* _TASK OBJECTIVE_
Your task is to filter the data below down to the lines holding "DeviceConnector".

Stored data
□ □ □ □

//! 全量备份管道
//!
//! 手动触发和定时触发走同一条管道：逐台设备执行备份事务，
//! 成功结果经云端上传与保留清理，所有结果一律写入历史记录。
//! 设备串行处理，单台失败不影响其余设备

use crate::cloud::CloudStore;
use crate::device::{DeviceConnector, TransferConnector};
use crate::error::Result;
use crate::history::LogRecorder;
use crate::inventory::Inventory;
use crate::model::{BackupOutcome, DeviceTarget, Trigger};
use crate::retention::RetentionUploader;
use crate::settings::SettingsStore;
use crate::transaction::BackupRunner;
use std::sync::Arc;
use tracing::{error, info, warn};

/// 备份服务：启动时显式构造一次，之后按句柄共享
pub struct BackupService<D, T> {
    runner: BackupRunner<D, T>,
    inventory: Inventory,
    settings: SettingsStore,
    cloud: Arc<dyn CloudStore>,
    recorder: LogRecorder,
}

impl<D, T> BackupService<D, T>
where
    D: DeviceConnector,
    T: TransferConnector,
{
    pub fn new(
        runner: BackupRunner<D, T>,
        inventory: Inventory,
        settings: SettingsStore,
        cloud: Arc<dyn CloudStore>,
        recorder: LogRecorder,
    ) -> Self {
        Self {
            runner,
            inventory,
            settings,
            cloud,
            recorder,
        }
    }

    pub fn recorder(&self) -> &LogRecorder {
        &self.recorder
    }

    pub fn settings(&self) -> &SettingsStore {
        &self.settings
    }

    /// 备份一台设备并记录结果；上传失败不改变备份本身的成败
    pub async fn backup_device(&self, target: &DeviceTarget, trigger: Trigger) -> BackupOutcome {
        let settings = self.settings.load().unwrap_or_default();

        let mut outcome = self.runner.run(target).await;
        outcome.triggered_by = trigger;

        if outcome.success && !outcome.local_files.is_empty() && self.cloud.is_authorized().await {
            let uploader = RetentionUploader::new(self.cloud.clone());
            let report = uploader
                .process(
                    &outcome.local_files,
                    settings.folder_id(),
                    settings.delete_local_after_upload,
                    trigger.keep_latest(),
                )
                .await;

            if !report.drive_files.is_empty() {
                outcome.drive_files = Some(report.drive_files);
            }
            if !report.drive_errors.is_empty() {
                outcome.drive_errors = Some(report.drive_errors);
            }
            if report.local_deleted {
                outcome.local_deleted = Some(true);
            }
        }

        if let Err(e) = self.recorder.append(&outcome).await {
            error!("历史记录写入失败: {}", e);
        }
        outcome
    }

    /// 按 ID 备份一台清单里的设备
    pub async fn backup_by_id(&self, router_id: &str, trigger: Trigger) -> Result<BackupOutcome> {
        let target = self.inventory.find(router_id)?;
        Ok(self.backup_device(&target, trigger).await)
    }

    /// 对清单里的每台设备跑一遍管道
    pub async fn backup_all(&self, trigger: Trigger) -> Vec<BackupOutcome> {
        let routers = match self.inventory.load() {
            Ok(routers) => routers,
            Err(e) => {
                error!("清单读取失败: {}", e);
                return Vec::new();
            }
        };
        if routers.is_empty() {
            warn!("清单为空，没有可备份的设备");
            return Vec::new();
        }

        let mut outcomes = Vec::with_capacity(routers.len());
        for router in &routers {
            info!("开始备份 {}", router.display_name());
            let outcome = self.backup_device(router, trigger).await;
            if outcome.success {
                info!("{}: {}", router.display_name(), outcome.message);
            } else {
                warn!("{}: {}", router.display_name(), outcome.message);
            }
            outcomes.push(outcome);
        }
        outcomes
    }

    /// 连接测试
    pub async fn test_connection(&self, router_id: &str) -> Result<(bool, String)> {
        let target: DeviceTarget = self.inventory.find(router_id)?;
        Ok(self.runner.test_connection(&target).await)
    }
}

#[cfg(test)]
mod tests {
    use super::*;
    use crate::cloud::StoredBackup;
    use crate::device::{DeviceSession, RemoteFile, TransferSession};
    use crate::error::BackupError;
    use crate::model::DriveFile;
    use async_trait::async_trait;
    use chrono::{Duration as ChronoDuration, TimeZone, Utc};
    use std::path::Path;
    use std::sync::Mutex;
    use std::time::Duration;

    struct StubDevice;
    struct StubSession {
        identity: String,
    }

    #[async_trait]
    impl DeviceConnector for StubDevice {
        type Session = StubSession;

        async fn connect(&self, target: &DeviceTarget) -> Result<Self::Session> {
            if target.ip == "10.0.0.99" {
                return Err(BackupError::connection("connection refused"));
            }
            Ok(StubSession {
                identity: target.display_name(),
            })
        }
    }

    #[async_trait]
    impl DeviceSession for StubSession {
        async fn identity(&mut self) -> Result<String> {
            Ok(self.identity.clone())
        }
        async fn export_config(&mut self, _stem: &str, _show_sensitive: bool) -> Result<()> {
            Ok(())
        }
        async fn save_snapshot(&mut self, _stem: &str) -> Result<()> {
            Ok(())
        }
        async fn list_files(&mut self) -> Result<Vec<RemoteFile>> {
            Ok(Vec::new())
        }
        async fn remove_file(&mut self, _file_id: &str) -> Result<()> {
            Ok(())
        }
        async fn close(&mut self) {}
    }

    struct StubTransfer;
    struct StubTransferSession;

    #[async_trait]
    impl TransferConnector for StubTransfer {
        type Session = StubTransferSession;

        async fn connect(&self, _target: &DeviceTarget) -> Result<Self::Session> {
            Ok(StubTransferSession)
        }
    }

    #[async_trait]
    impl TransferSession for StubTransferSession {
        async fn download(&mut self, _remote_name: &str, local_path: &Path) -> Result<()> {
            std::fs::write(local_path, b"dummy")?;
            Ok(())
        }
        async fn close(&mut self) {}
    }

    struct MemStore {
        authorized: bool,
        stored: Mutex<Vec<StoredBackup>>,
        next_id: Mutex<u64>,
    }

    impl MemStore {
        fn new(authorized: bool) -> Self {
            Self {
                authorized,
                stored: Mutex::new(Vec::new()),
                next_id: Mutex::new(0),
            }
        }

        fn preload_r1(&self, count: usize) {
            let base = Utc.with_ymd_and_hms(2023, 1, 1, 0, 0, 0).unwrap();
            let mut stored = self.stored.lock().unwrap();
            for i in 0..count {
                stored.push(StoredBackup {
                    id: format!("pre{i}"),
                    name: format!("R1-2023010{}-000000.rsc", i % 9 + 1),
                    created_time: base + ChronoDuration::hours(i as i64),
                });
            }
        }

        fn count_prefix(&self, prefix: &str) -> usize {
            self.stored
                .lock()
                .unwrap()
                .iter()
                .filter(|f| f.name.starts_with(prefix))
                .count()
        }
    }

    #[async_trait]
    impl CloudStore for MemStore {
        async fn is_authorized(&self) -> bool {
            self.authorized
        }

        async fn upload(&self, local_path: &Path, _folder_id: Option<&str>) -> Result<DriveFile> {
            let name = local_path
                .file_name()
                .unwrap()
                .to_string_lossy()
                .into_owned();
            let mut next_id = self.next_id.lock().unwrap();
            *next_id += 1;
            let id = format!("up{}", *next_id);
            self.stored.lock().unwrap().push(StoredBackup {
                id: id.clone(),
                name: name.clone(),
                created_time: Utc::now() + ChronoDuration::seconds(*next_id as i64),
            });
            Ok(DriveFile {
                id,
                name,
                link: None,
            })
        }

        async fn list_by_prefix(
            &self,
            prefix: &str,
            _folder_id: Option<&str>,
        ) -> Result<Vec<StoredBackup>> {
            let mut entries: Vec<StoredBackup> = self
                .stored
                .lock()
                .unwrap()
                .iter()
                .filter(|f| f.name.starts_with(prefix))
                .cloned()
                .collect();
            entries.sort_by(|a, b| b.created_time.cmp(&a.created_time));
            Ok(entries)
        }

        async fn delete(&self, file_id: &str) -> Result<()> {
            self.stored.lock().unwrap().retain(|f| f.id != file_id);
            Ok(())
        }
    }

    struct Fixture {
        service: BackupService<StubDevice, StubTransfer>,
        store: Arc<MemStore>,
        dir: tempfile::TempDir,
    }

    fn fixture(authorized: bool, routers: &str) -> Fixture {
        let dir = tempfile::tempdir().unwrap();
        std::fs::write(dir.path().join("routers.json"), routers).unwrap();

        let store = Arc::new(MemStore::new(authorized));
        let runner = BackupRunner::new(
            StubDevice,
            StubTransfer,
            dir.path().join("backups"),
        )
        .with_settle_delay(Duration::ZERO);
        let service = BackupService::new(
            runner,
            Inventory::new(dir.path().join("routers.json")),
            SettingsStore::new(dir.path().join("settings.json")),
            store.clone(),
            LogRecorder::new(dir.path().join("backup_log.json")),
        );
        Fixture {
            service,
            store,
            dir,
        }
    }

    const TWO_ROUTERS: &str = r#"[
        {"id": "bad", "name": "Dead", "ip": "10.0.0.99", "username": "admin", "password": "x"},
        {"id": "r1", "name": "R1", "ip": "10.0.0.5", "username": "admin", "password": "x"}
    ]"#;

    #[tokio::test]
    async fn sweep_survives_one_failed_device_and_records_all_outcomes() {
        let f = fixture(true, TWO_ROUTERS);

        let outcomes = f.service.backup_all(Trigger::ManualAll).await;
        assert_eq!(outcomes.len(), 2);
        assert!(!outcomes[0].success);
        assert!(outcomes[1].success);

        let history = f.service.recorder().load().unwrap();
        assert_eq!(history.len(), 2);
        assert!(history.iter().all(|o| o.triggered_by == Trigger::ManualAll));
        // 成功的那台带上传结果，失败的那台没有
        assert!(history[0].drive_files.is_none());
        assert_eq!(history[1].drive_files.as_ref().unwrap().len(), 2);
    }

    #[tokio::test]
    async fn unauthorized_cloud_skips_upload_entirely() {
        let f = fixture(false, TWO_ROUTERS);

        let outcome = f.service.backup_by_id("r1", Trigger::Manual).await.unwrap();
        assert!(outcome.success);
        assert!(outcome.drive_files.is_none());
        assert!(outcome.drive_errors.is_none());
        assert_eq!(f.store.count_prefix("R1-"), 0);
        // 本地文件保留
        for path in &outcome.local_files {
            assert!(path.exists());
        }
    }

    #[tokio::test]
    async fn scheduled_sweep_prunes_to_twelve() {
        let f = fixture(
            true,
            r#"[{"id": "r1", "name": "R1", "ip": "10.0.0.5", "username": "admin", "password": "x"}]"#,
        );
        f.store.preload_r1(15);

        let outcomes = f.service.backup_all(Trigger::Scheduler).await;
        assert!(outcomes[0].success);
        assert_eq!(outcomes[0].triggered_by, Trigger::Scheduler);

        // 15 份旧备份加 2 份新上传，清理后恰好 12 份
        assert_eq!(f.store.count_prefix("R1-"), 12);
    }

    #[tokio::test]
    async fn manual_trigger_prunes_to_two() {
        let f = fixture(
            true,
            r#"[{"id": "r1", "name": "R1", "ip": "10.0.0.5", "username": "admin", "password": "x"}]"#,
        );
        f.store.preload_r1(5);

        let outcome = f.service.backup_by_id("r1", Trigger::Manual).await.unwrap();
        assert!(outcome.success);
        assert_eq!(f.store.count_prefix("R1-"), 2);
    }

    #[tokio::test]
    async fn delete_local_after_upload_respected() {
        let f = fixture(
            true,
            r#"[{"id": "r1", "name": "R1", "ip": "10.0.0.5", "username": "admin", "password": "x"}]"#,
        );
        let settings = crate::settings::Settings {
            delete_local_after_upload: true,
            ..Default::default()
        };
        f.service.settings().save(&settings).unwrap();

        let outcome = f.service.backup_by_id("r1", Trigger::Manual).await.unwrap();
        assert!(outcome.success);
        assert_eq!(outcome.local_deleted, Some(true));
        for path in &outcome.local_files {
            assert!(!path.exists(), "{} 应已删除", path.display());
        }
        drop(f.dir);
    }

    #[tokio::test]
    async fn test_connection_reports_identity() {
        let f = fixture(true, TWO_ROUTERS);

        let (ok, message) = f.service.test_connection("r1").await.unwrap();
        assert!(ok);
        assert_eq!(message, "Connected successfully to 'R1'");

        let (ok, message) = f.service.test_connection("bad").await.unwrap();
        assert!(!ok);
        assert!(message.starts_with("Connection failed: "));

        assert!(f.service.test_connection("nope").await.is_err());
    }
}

□ □ □ □

* _TASK ANSWER_
use crate::device::{DeviceConnector, TransferConnector};
    D: DeviceConnector,
    impl DeviceConnector for StubDevice {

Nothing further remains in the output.